I made an appointment with my GI doctor for Monday. As in, Monday, April 17th. But I called the hospital that morning and rescheduled it for Thursday, but on Wednesday, I called and cancelled it. Did I want to reschedule it, the lady asked?
“No, no. I’ll call back in a few days,” I said, and hung up and rubbed my forehead a while.
I will call back. This week. I really, really will do that and I’ll go because it’s important. It’s like, the most important thing. But I just couldn’t do it this week.
I was too scared.
I’m scared to go see my GI doctor because I’m afraid to get bad news. I’m afraid to endure the tests that she’ll want to schedule because that means scopes and needles and stuff. I’m not ashamed to tell you that I have a prescription for an anti-anxiety medication that I can fill when I have to go do this kind of thing. That’s how freaked out I get, that’s how bad it feels, that’s how potent the fear is on account of the past.

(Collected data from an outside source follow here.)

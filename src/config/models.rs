use std::net::SocketAddr;
use std::path::PathBuf;
use std::time::Duration;

use serde::{Deserialize, Serialize};
use url::Url;

/// Gateway configuration. Values come from an optional YAML file with
/// environment variables layered on top; see [`crate::config::loader`].
#[derive(Debug, Clone, Serialize, Deserialize)]
#[serde(default)]
pub struct GatewayConfig {
    /// Domain suffix tenant subdomains hang off of. Required.
    pub server_domain: String,
    /// Base URL of the resolution API.
    pub backend_url: Url,
    /// Backend proxied to when no tenant or no routes can be resolved.
    pub default_backend: Option<Url>,

    /// Route cache TTL in seconds.
    pub cache_ttl_secs: u64,
    /// Route cache size cap.
    pub cache_max_entries: usize,

    /// TTL of a passive-failure record in seconds.
    pub passive_unhealthy_ttl_secs: u64,
    /// Consecutive failures after which a route is demoted.
    pub failure_threshold: u32,
    /// Upper bound on proxy attempts per request.
    pub failover_max_retries: usize,

    /// Attempts per resolution API version.
    pub backend_max_retries: u32,
    /// Delay between resolution attempts in milliseconds.
    pub backend_retry_delay_ms: u64,
    /// Per-attempt resolution request timeout in seconds.
    pub backend_timeout_secs: u64,

    /// Per-attempt backend connect (and TLS handshake) budget in seconds.
    pub proxy_connect_timeout_secs: u64,
    /// Request-body ceiling in bytes.
    pub max_body_bytes: u64,

    /// Where the CA bundle fetched at startup is written and read back.
    pub ca_bundle_path: PathBuf,

    pub http_addr: SocketAddr,
    pub https_addr: SocketAddr,
    /// PEM certificate/key for the wildcard listener. HTTPS is disabled
    /// unless both are set.
    pub tls_cert_path: Option<PathBuf>,
    pub tls_key_path: Option<PathBuf>,
}

impl Default for GatewayConfig {
    fn default() -> Self {
        Self {
            server_domain: String::new(),
            backend_url: Url::parse("http://localhost:8192")
                .expect("default backend url is valid"),
            default_backend: None,
            cache_ttl_secs: 60,
            cache_max_entries: 10_000,
            passive_unhealthy_ttl_secs: 60,
            failure_threshold: 3,
            failover_max_retries: 3,
            backend_max_retries: 3,
            backend_retry_delay_ms: 150,
            backend_timeout_secs: 5,
            proxy_connect_timeout_secs: 5,
            max_body_bytes: 20 * 1024 * 1024 * 1024,
            ca_bundle_path: PathBuf::from("/tmp/mesh-gateway-ca.pem"),
            http_addr: "0.0.0.0:80".parse().expect("default http addr is valid"),
            https_addr: "0.0.0.0:443".parse().expect("default https addr is valid"),
            tls_cert_path: None,
            tls_key_path: None,
        }
    }
}

impl GatewayConfig {
    pub fn cache_ttl(&self) -> Duration {
        Duration::from_secs(self.cache_ttl_secs)
    }

    pub fn passive_unhealthy_ttl(&self) -> Duration {
        Duration::from_secs(self.passive_unhealthy_ttl_secs)
    }

    pub fn backend_retry_delay(&self) -> Duration {
        Duration::from_millis(self.backend_retry_delay_ms)
    }

    pub fn backend_timeout(&self) -> Duration {
        Duration::from_secs(self.backend_timeout_secs)
    }

    pub fn proxy_connect_timeout(&self) -> Duration {
        Duration::from_secs(self.proxy_connect_timeout_secs)
    }

    pub fn tls_enabled(&self) -> bool {
        self.tls_cert_path.is_some() && self.tls_key_path.is_some()
    }
}
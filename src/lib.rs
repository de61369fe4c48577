/// Mesh Gateway - a multi-tenant wildcard-subdomain reverse proxy
///
/// This crate maps `*.SERVER_DOMAIN` traffic onto dynamically-registered
/// backends:
/// - Tenant extraction from the request host
/// - Resolution through a two-version backend API with an in-process cache
/// - Priority-ordered failover with passive health tracking
/// - Transparent WebSocket/streaming upgrade relay
// Re-export public modules with explicit visibility controls
pub mod config;
pub mod ports;

// These modules are implementation details and should not be directly used
// by consumers
pub(crate) mod adapters;
pub(crate) mod core;

pub mod metrics;
pub mod tracing_setup;

// Re-export the specific types needed by the binary crate
pub use crate::adapters::ca::{bootstrap_ca_bundle, client_tls_config, load_root_store};
pub use crate::adapters::http_handler::GatewayHandler;
pub use crate::adapters::proxy_client::ProxyClient;
pub use crate::adapters::resolver::HttpResolver;
pub use crate::adapters::server::GatewayServer;
pub use crate::core::GatewayState;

One has to psych oneself up for these things, I told myself on Monday morning, and I was not properly psyched up. As Thursday approached, I was slightly more psyched but recalled that in the past, I have done far better at GI appointments when I have a friend go along with me. But I don’t like to bother anyone, for one thing, and for another thing — second confession — every time I think about asking a friend (or one of my sisters) to go with me to a GI appointment, I start crying because… I don’t know. I just have all these memories of being sick and all the loving things people did for me during the worst of it. And I just start hiccuping with these deep, breaking sobs and I don’t even know what that’s about. But I feel sad and I don’t want to ask anyone to do that.
Confessing to you that I cancelled my appointment twice and promising that I won’t cancel again is my attempt to be accountable. I’m going to schedule the check-up. I’m going to phone a friend. I’m going to take care of my health and I’m not going to be afraid. Or maybe I’ll be afraid, but I’ll do it anyway.